Some options for the metavar argument can also be set in the run() function.

help

It is more convenient to specify helps for arguments in the docstring.

However, you can define helps using the data() function in the same way as in the original method add_argument(). Helps passed in the data() function takes precedence.

# example19.py
from clig import Arg, data, run

def mycommand(number: Arg[int, data(help="a different help for the number")]):
    """Description of the command

    Args:
        number: a number to compute
    """
    pass

run(mycommand)

> python example19.py -h

usage: mycommand [-h] number

Description of the command

positional arguments:
  number      a different help for the number

options:
  -h, --help  show this help message and exit

Some options for the help argument can also be set in the run() function.

Argument groups

The argparse module has the features of argument groups and mutually exclusive argument groups. These features can be used in clig with 2 additional classes: ArgumentGroup and MutuallyExclusiveGroup.

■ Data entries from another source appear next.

//! The per-GVK reconciliation state machine.

use crate::controller::Context;
use crate::error::{Error, Result};
use crate::eventapi::{StatusJobEvent, PLAYBOOK_ON_STATS};
use crate::status::{update_resource_status, ResourceStatus, Status};
use crate::telemetry;

use std::sync::Arc;

use chrono::Utc;
use k8s_openapi::apimachinery::pkg::apis::meta::v1::OwnerReference;
use kube::api::{Api, DynamicObject, PostParams};
use kube::runtime::controller::Action;
use kube::ResourceExt;
use serde_json::json;
use tokio::time::Duration;
use tracing::{debug, field, info, instrument, Span};

use ansible_operator_proxy::kubeconfig;

/// Drive one CR toward its declared state by running the engine and folding
/// the outcome back into the CR's status.
#[instrument(skip(ctx, obj), fields(trace_id))]
pub async fn reconcile(obj: Arc<DynamicObject>, ctx: Arc<Context>) -> Result<Action> {
    let trace_id = telemetry::get_trace_id();
    Span::current().record("trace_id", field::display(&trace_id));

    let _timer = ctx.metrics.count_and_measure(&trace_id);
    ctx.diagnostics.write().await.last_event = Utc::now();

    let namespace = obj.namespace().ok_or_else(|| {
        Error::UserInputError(
            "expected resource to be namespaced, can't reconcile without a namespace".to_owned(),
        )
    })?;
    let name = obj.name_any();
    let kind = ctx.api_resource.kind.clone();

    info!(msg = "reconciling", %kind, %namespace, %name);

    let api: Api<DynamicObject> =
        Api::namespaced_with(ctx.client.clone(), &namespace, &ctx.api_resource);
    let pp = PostParams::default();

    // The delivered object may be stale; work on the live one.
    let Some(mut cr) = api.get_opt(&name).await? else {
        debug!(msg = "resource gone", %name);
        return Ok(Action::await_change());
    };

    let deleting = cr.metadata.deletion_timestamp.is_some();
    if let Some(finalizer) = ctx.runner.finalizer() {
        let present = cr.finalizers().iter().any(|f| f == finalizer);
        if !deleting && !present {
            cr.finalizers_mut().push(finalizer.to_string());
            api.replace(&name, &pp, &cr).await?;
            // The update event brings us right back here.
            return Ok(Action::await_change());
        }
        if deleting && !present {
            // Deletion already unblocked; nothing left for us to do.
            return Ok(Action::await_change());
        }
    }

    // Everything below expects spec and status to be maps.
    if !cr.data.is_object() {
        cr.data = json!({});
    }
    for key in ["spec", "status"] {
        if !cr.data[key].is_object() {
            debug!(msg = "normalizing shape", %key, %name);
            cr.data[key] = json!({});
            api.replace(&name, &pp, &cr).await?;
            return Ok(Action::requeue(Duration::from_secs(1)));
        }
    }

    let status_is_empty = cr.data["status"]
        .as_object()
        .map(|status| status.is_empty())
        .unwrap_or(true);
    if status_is_empty {
        cr.data["status"]["phase"] = json!("Creating");
        cr = api.replace(&name, &pp, &cr).await?;
    }

    let owner_ref = OwnerReference {
        api_version: ctx.api_resource.api_version.clone(),
        kind: ctx.api_resource.kind.clone(),
        name: name.clone(),
        uid: cr.metadata.uid.clone().unwrap_or_default(),
        ..OwnerReference::default()
    };

    // Dropped on every return path below, deleting the file.
    let kubeconfig = kubeconfig::create(&owner_ref, &ctx.proxy_host, ctx.proxy_port, &namespace)
        .map_err(Error::KubeconfigError)?;

    let mut events = ctx.runner.run(&cr, kubeconfig.path()).await?;

    let shared_cr = Arc::new(cr.clone());
    let mut terminal: Option<StatusJobEvent> = None;
    while let Some(event) = events.recv().await {
        ctx.metrics.job_event_inc(&kind, &event.event);
        for handler in &ctx.event_handlers {
            let handler = handler.clone();
            let handler_cr = shared_cr.clone();
            let handler_event = event.clone();
            tokio::spawn(async move { handler.handle(handler_cr, handler_event).await });
        }
        if event.event == PLAYBOOK_ON_STATS {
            terminal = Some(StatusJobEvent::try_from(&event)?);
        }
    }

    let Some(terminal) = terminal else {
        return Err(Error::MissingStatsEvent);
    };
    let failed = terminal.any_failures();
    let mut needs_update = false;

    if deleting && !failed {
        if let Some(finalizer) = ctx.runner.finalizer() {
            let finalizers = cr.finalizers_mut();
            if let Some(position) = finalizers.iter().position(|f| f == finalizer) {
                finalizers.remove(position);
                needs_update = true;
            }
        }
    }

    match cr.data["status"].as_object().cloned() {
        Some(existing) => {
            let (changed, merged) = update_resource_status(&existing, &terminal);
            if changed {
                cr.data["status"] = serde_json::to_value(&merged)?;
                needs_update = true;
            }
        }
        None => {
            let first = ResourceStatus {
                status: Status::from_stats_event(&terminal),
                ..ResourceStatus::default()
            };
            info!(msg = "adding status for the first time", %name);
            cr.data["status"] = serde_json::to_value(&first)?;
            needs_update = true;
        }
    }

    if needs_update {
        api.replace(&name, &pp, &cr).await?;
    }

    if failed {
        Ok(Action::requeue(ctx.failure_requeue))
    } else {
        Ok(Action::await_change())
    }
}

The object created with these classes can be used in the group parameter of the data() function.

Each class accepts all the parameters of the original methods add_argument_group() and add_mutually_exclusive_group().

# example20.py
from clig import Arg, data, run, ArgumentGroup

g = ArgumentGroup(title="Group of arguments", description="This is my group of arguments")

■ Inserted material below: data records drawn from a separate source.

//! Request filtering by method, path and host.

use regex::Regex;
use tracing::debug;

/// Hosts accepted by default: loopback only.
pub const DEFAULT_HOST_ACCEPT: &str = r"^localhost$,^127\.0\.0\.1$,^\[::1\]$";
/// Paths accepted by default: everything.
pub const DEFAULT_PATH_ACCEPT: &str = "^.*";
/// Paths rejected by default: pod exec and attach.
pub const DEFAULT_PATH_REJECT: &str = r"^/api/.*/pods/.*/exec,^/api/.*/pods/.*/attach";
/// Methods rejected by default: none.
pub const DEFAULT_METHOD_REJECT: &str = "^$";

/// Rejects requests which don't match one of the specified regular expressions.
#[derive(Debug, Clone)]
pub struct FilterServer {
    /// Only paths that match this list will be accepted.
    pub accept_paths: Vec<Regex>,
    /// Paths that match this list will be rejected, even if they match the above.
    pub reject_paths: Vec<Regex>,
    /// Hosts are required to match this list.
    pub accept_hosts: Vec<Regex>,
    /// Methods that match this list are rejected.
    pub reject_methods: Vec<Regex>,
}

/// Splits a comma separated list of regexps into compiled form.
pub fn make_regexp_array(s: &str) -> Result<Vec<Regex>, regex::Error> {
    s.split(',').map(Regex::new).collect()
}

impl Default for FilterServer {
    fn default() -> Self {
        // The default patterns are statically known to compile.
        FilterServer {
            accept_paths: make_regexp_array(DEFAULT_PATH_ACCEPT).expect("valid default patterns"),
            reject_paths: make_regexp_array(DEFAULT_PATH_REJECT).expect("valid default patterns"),
            accept_hosts: make_regexp_array(DEFAULT_HOST_ACCEPT).expect("valid default patterns"),
            reject_methods: make_regexp_array(DEFAULT_METHOD_REJECT)
                .expect("valid default patterns"),
        }
    }
}

fn matches_any(s: &str, regexps: &[Regex]) -> bool {
    regexps.iter().any(|re| re.is_match(s))
}

impl FilterServer {
    pub fn accept(&self, method: &str, path: &str, host: &str) -> bool {
        if matches_any(path, &self.reject_paths) {
            debug!(msg = "filter rejecting path", path);
            return false;
        }
        if matches_any(method, &self.reject_methods) {
            debug!(msg = "filter rejecting method", method);
            return false;
        }
        matches_any(path, &self.accept_paths) && matches_any(host, &self.accept_hosts)
    }
}

/// Get the host from a `Host` header value like `localhost` or `localhost:8080`.
pub fn extract_host(header: &str) -> &str {
    if let Some(rest) = header.strip_prefix('[') {
        // Bracketed IPv6: drop the port when one is present.
        if let Some(end) = rest.find(']') {
            if rest[end + 1..].starts_with(':') {
                return &rest[..end];
            }
        }
        header
    } else {
        match header.rfind(':') {
            Some(idx) if !header[..idx].contains(':') => &header[..idx],
            _ => header,
        }
    }
}

#[cfg(test)]
mod tests {
    use super::*;

    #[test]
    fn default_filter_rejects_pod_exec_and_attach_for_any_host() {
        let filter = FilterServer::default();
        assert!(!filter.accept("GET", "/api/v1/namespaces/ns/pods/p/exec", "localhost"));
        assert!(!filter.accept("GET", "/api/v1/namespaces/ns/pods/p/exec", "example.com"));
        assert!(!filter.accept("POST", "/api/v1/namespaces/ns/pods/p/attach", "127.0.0.1"));
    }

    #[test]
    fn default_filter_accepts_loopback_only() {
        let filter = FilterServer::default();
        assert!(filter.accept("GET", "/api/v1/pods", "localhost"));
        assert!(filter.accept("POST", "/api/v1/namespaces/ns/configmaps", "127.0.0.1"));
        assert!(!filter.accept("GET", "/api/v1/pods", "example.com"));
    }

    #[test]
    fn reject_methods_take_precedence_over_accepts() {
        let filter = FilterServer {
            reject_methods: make_regexp_array("^DELETE$").unwrap(),
            ..FilterServer::default()
        };
        assert!(filter.accept("GET", "/api/v1/pods", "localhost"));
        assert!(!filter.accept("DELETE", "/api/v1/pods", "localhost"));
    }

    #[test]
    fn extracts_host_from_header_values() {
        assert_eq!(extract_host("localhost"), "localhost");
        assert_eq!(extract_host("localhost:8888"), "localhost");
        assert_eq!(extract_host("127.0.0.1:8888"), "127.0.0.1");
        assert_eq!(extract_host("[::1]"), "[::1]");
        assert_eq!(extract_host("[::1]:8888"), "::1");
    }
}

def main(foo: Arg[str, data(group=g)], bar: Arg[int, data(group=g)] = 42):
    print(locals())

run(main)

> python example20.py -h

usage: main [-h] [--bar BAR] foo

options:
  -h, --help  show this help message and exit

Group of arguments:
  This is my group of arguments

  foo
  --bar BAR

Remember that mutually exclusive arguments must be optional (either by using a flag in the data function, or by setting a deafult value):

# example21.py
from clig import Arg, data, run, MutuallyExclusiveGroup

g = MutuallyExclusiveGroup()

def main(foo: Arg[str, data("-f", group=g)], bar: Arg[int, data(group=g)] = 42):
    print(locals())

run(main)

> python example21.py --foo rocky --bar 23

usage: main [-h] [-f FOO | --bar BAR]
main: error: argument --bar: not allowed with argument -f/--foo

Required mutually exclusive group

A required argument is accepted by the MutuallyExclusiveGroup in the same way it is done with the original method add_mutually_exclusive_group() (to indicate that at least one of the mutually exclusive arguments is required):

# example22.py
from clig import Arg, data, run, MutuallyExclusiveGroup

g = MutuallyExclusiveGroup(required=True)

def main(foo: Arg[str, data(group=g)] = "baz", bar: Arg[int, data(group=g)] = 42):
    print(locals())

run(main)

> python example22.py -h

usage: main [-h] (--foo FOO | --bar BAR)

options:
  -h, --help  show this help message and exit
  --foo FOO
  --bar BAR

> python example22.py

usage: main [-h] (--foo FOO | --bar BAR)
main: error: one of the arguments --foo --bar is required

Mutually exclusive group added to an argument group

The MutuallyExclusiveGroup constructor class also accepts an additional argument_group parameter, because a mutually exclusive group can be added to an argument group.

# example23.py
from clig import Arg, data, run, ArgumentGroup, MutuallyExclusiveGroup

ag = ArgumentGroup(title="Group of arguments", description="This is my group")
meg = MutuallyExclusiveGroup(argument_group=ag)

def main(
    foo: Arg[str, data(group=meg)] = "baz",
    bar: Arg[int, data(group=meg)] = 42,
):
    print(locals())

run(main)

> python example23.py -h

usage: main [-h] [--foo FOO | --bar BAR]

options:
  -h, --help  show this help message and exit

Group of arguments:
  This is my group

  --foo FOO
  --bar BAR

However, you can define just the MutuallyExclusiveGroup object passing the parameters of ArgumentGroup to the constructor of the former class, which supports them:

# example24.py
from clig import Arg, data, run, MutuallyExclusiveGroup

g = MutuallyExclusiveGroup(
    title="Group of arguments",
    description="This is my exclusive group of arguments",
)

def main(
    foo: Arg[str, data("-f", group=g)],
    bar: Arg[int, data("-b", group=g)],
):
    print(locals())

run(main)

> python example24.py -h

usage: main [-h] [-f FOO | -b BAR]

options:
  -h, --help         show this help message and exit

Group of arguments:
  This is my exclusive group of arguments

  -f FOO, --foo FOO
  -b BAR, --bar BAR

Using the walrus operator (:=)

You can do argument group definition all in one single line (in the function declaration) by using the walrus operator (:=):

# example25.py
from clig import Arg, data, run, MutuallyExclusiveGroup

def main(
    foo: Arg[str, data(group=(g := MutuallyExclusiveGroup(title="My group")))] = "baz",
    bar: Arg[int, data(group=g)] = 42,
):
    print(locals())

run(main)

> python example25.py -h

usage: main [-h] [--foo FOO | --bar BAR]

options:
  -h, --help  show this help message and exit

My group:
  --foo FOO
  --bar BAR